AI · · · source (techcrunch.com)

Seventy-six cybersecurity professionals signed an open letter arguing that the US export order on Claude Fable 5 and Mythos 5 takes away tools defenders rely on without addressing the real risk. The signatories include Alex Stamos (formerly Facebook), Casey Ellis (Bugcrowd), Jon Callas (cryptographer, formerly Apple), Paul Vixie, Dino Dai Zovi, Katie Moussouris, and Rachel Tobac.

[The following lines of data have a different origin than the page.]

use serde::Deserialize;
use serde_json::Value;

use crate::domain::{AmountType, DomainError, TransactionKind, TransactionRequest};

/// Raw `/transaction` body as received
///
/// `type` and `amount` stay loosely typed so that a bad value becomes a
/// business failure rather than a malformed-body rejection.
#[derive(Debug, Default, Deserialize)]
#[serde(rename_all = "camelCase")]
pub struct RawTransactionRequest {
    #[serde(default)]
    pub card_number: String,
    #[serde(rename = "type", default)]
    pub tx_type: String,
    #[serde(default)]
    pub amount: Option<Value>,
}

impl RawTransactionRequest {
    /// Parse this raw request into a strongly-typed TransactionRequest
    pub fn parse<A: AmountType>(self) -> Result<TransactionRequest<A>, DomainError> {
        let kind: TransactionKind = self.tx_type.parse()?;

        // A balance enquiry ignores whatever amount was sent
        if !kind.moves_funds() {
            return Ok(TransactionRequest {
                card_number: self.card_number,
                kind,
                amount: None,
            });
        }

        let amount = match self.amount {
            None | Some(Value::Null) => return Err(DomainError::InvalidAmount),
            Some(Value::Number(n)) => {
                let value = n.as_f64().ok_or(DomainError::InvalidAmount)?;
                A::from_f64(value)?
            }
            Some(Value::String(s)) if s.trim().is_empty() => {
                return Err(DomainError::InvalidAmount);
            }
            Some(Value::String(s)) => A::from_decimal_str(&s)?,
            Some(_) => return Err(DomainError::InvalidAmount),
        };

        Ok(TransactionRequest {
            card_number: self.card_number,
            kind,
            amount: Some(amount),
        })
    }
}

Their core technical claim, attributed to Moussouris, is that the Amazon paper behind the order describes a guardrail bypass, not a new exploit class. The setup involves asking the model to read open-source code with planted vulnerabilities and propose fixes, the kind of request defenders make every day. She argues the behavior in the paper cannot be cleanly patched without breaking the model for defensive use, since the same prompts let security teams request bug fixes, explanations, and confirmations against test cases.

The letter notes the same workflow can be reproduced on OpenAI's GPT-5.5, Anthropic's own Opus 4.8 and Sonnet, and Kimi 2.7 from China. Restricting Fable, the group writes, removes one defender tool without removing the underlying capability from anyone else, including adversaries. The signatories ask the administration to lift the order and to set up a transparent rule-making process that brings in industry and academic experts before any future model-level controls go out.

Why it matters

If your security team has been weighing how to staff up around Mythos or Fable, the letter is the clearest argument on record that the current policy is asymmetric: it constrains defenders while leaving the same techniques broadly available. The call worth tracking is the proposal for a rule-making process that involves outside experts, since that process would shape every model-level control after this one.